The Federal Court of Appeal has thrown out a case that could have major implications for First Nations.
Bruce McIvor is with First People’s Law in Vancouver.
He says the Specific Claims Tribunal was set up by the federal government in 2008 to settle First Nations claims against the Crown in regards to treaty fulfillment and reserve lands.
The tribunal is set-up to be the final decision making body for these claims, in order to bypass lengthy court cases.
But in a recent ruling, the Federal Court of Appeal may have undermined the very purpose of the tribunal.
The tribunal had ruled in favour of the Williams Lake Indian Band, but the federal government asked the Federal Court of Appeal for a judicial review.

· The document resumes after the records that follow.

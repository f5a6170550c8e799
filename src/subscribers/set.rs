//! # SubscriberSet: fan-out of host events to observers.
//!
//! The host listener hands every bus event to [`SubscriberSet::emit`]. Each
//! subscriber (the host's [`InFlightTracker`](crate::InFlightTracker), a
//! [`LogWriter`](crate::LogWriter), user code) owns a bounded queue and a worker
//! task, so a slow observer never delays a runner's driver or a work unit.
//!
//! ```text
//!  Host listener ── emit(ev) ─┬─► [queue: in_flight] ─► on_event()
//!                             ├─► [queue: log]       ─► on_event()
//!                             └─► [queue: custom]    ─► on_event()
//!
//!  queue full / closed ─► Bus: SubscriberOverflow   (event lost for that subscriber only)
//!  on_event panicked   ─► Bus: SubscriberPanicked   (worker keeps consuming)
//!  shutdown()          ─► queues closed, workers drained
//! ```
//!
//! Order is FIFO per subscriber; there is no ordering across subscribers.

use std::sync::Arc;

use futures::FutureExt;
use tokio::{sync::mpsc, task::JoinHandle};

use crate::error::panic_message;
use crate::events::{Bus, Event, EventKind};
use crate::subscribers::Subscribe;

/// Per-subscriber channel metadata.
struct SubscriberChannel {
    name: &'static str,
    sender: mpsc::Sender<Arc<Event>>,
}

/// Fan-out coordinator for multiple event subscribers.
pub struct SubscriberSet {
    channels: Vec<SubscriberChannel>,
    workers: Vec<JoinHandle<()>>,
    bus: Bus,
}

impl SubscriberSet {
    /// Creates a new set and spawns one worker task per subscriber.
    ///
    /// Must be called from within a tokio runtime.
    #[must_use]
    pub fn new(subs: Vec<Arc<dyn Subscribe>>, bus: Bus) -> Self {
        let mut channels = Vec::with_capacity(subs.len());
        let mut workers = Vec::with_capacity(subs.len());

        for sub in subs {
            let cap = sub.queue_capacity().max(1);
            let name = sub.name();
            let (tx, mut rx) = mpsc::channel::<Arc<Event>>(cap);
            let worker_bus = bus.clone();

            let handle = tokio::spawn(async move {
                while let Some(ev) = rx.recv().await {
                    let fut = sub.on_event(ev.as_ref());
                    if let Err(panic_err) = std::panic::AssertUnwindSafe(fut).catch_unwind().await {
                        let info = panic_message(&*panic_err);
                        // A panicking subscriber must not feed itself a new panic event forever.
                        if !matches!(ev.kind, EventKind::SubscriberPanicked) {
                            worker_bus.publish(Event::subscriber_panicked(sub.name(), info));
                        }
                    }
                }
            });
            channels.push(SubscriberChannel { name, sender: tx });
            workers.push(handle);
        }
        Self {
            channels,
            workers,
            bus,
        }
    }

    /// Queues `event` for every subscriber without waiting.
    ///
    /// Overflow of a `SubscriberOverflow` event is not re-published.
    pub fn emit(&self, event: Event) {
        let is_overflow_evt = matches!(event.kind, EventKind::SubscriberOverflow);
        let event = Arc::new(event);

        for channel in &self.channels {
            let reason = match channel.sender.try_send(Arc::clone(&event)) {
                Ok(()) => continue,
                Err(mpsc::error::TrySendError::Full(_)) => "full",
                Err(mpsc::error::TrySendError::Closed(_)) => "closed",
            };
            if !is_overflow_evt {
                self.bus
                    .publish(Event::subscriber_overflow(channel.name, reason));
            }
        }
    }

    /// Gracefully shuts down all subscriber workers.
    ///
    /// 1. Drops all channel senders (workers see channel closed)
    /// 2. Awaits all worker tasks, so every queued event is handled
    pub async fn shutdown(self) {
        drop(self.channels);
        for h in self.workers {
            let _ = h.await;
        }
    }

}

#[cfg(test)]
mod tests {
    use super::*;
    use async_trait::async_trait;
    use std::sync::Mutex;

    #[derive(Default)]
    struct Collect {
        seen: Mutex<Vec<u64>>,
    }

    #[async_trait]
    impl Subscribe for Collect {
        async fn on_event(&self, ev: &Event) {
            if let Some(t) = ev.tick {
                self.seen.lock().unwrap().push(t);
            }
        }
        fn name(&self) -> &'static str {
            "collect"
        }
    }

    struct Explode;

    #[async_trait]
    impl Subscribe for Explode {
        async fn on_event(&self, _ev: &Event) {
            panic!("subscriber exploded");
        }
        fn name(&self) -> &'static str {
            "explode"
        }
    }

    struct Slow;

    #[async_trait]
    impl Subscribe for Slow {
        async fn on_event(&self, _ev: &Event) {}
        fn name(&self) -> &'static str {
            "slow"
        }
        fn queue_capacity(&self) -> usize {
            1
        }
    }

    #[tokio::test]
    async fn test_shutdown_flushes_queued_events_in_order() {
        let bus = Bus::new(16);
        let collect = Arc::new(Collect::default());
        let set = SubscriberSet::new(vec![collect.clone()], bus);

        for t in 0..5 {
            set.emit(Event::new(EventKind::TickReceived).with_tick(t));
        }
        set.shutdown().await;

        assert_eq!(*collect.seen.lock().unwrap(), vec![0, 1, 2, 3, 4]);
    }

    #[tokio::test]
    async fn test_panic_is_published_on_bus() {
        let bus = Bus::new(16);
        let mut rx = bus.subscribe();
        let set = SubscriberSet::new(vec![Arc::new(Explode)], bus);

        set.emit(Event::new(EventKind::TickReceived));
        let ev = rx.recv().await.expect("panic event");
        assert_eq!(ev.kind, EventKind::SubscriberPanicked);
        assert_eq!(ev.worker.as_deref(), Some("explode"));
        assert_eq!(ev.reason.as_deref(), Some("subscriber exploded"));
        set.shutdown().await;
    }

    #[tokio::test]
    async fn test_full_queue_reports_overflow() {
        let bus = Bus::new(16);
        let mut rx = bus.subscribe();
        let set = SubscriberSet::new(vec![Arc::new(Slow)], bus);

        // Current-thread runtime: the worker has not run yet, so the queue of one fills up.
        set.emit(Event::new(EventKind::TickReceived).with_tick(0));
        set.emit(Event::new(EventKind::TickReceived).with_tick(1));

        let ev = rx.recv().await.expect("overflow event");
        assert_eq!(ev.kind, EventKind::SubscriberOverflow);
        assert_eq!(ev.worker.as_deref(), Some("slow"));
        assert_eq!(ev.reason.as_deref(), Some("full"));
        set.shutdown().await;
    }

    #[tokio::test]
    async fn test_empty_set() {
        let set = SubscriberSet::new(Vec::new(), Bus::new(1));
        set.emit(Event::new(EventKind::TickReceived));
        set.shutdown().await;
    }
}
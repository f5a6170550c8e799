//! # Work abstractions.
//!
//! This module provides the work-related types:
//! - [`Work`] - trait for one unit of periodic work
//! - [`WorkFn`] - closure-based implementation
//! - [`WorkRef`] - shared reference to work (`Arc<dyn Work>`)

mod work;
mod work_fn;

pub use work::{Work, WorkRef};
pub use work_fn::WorkFn;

But rather than provide clarity and return the case to the tribunal for a judgement, the Federal Court of Appeal decided the matter itself and dismissed the Williams Lake Indian Band’s case, a move the court itself acknowledges to be unusual.
McIvor says a judicial review is very different from an appeal, in which a judicial review only clarifies or settles a disagreement on a point of law, whereas an appeal will lead to a judgement.
McIvor says the tribunal was built around the purpose of hearing and being sensitive to First Nations issues.
While he’s not sure if the Williams Lake Indian Band will take the case to the Supreme Court, McIvor says he hopes they do, and believes they have a strong case.
No one at the Williams Lake Indian Band was available for a comment.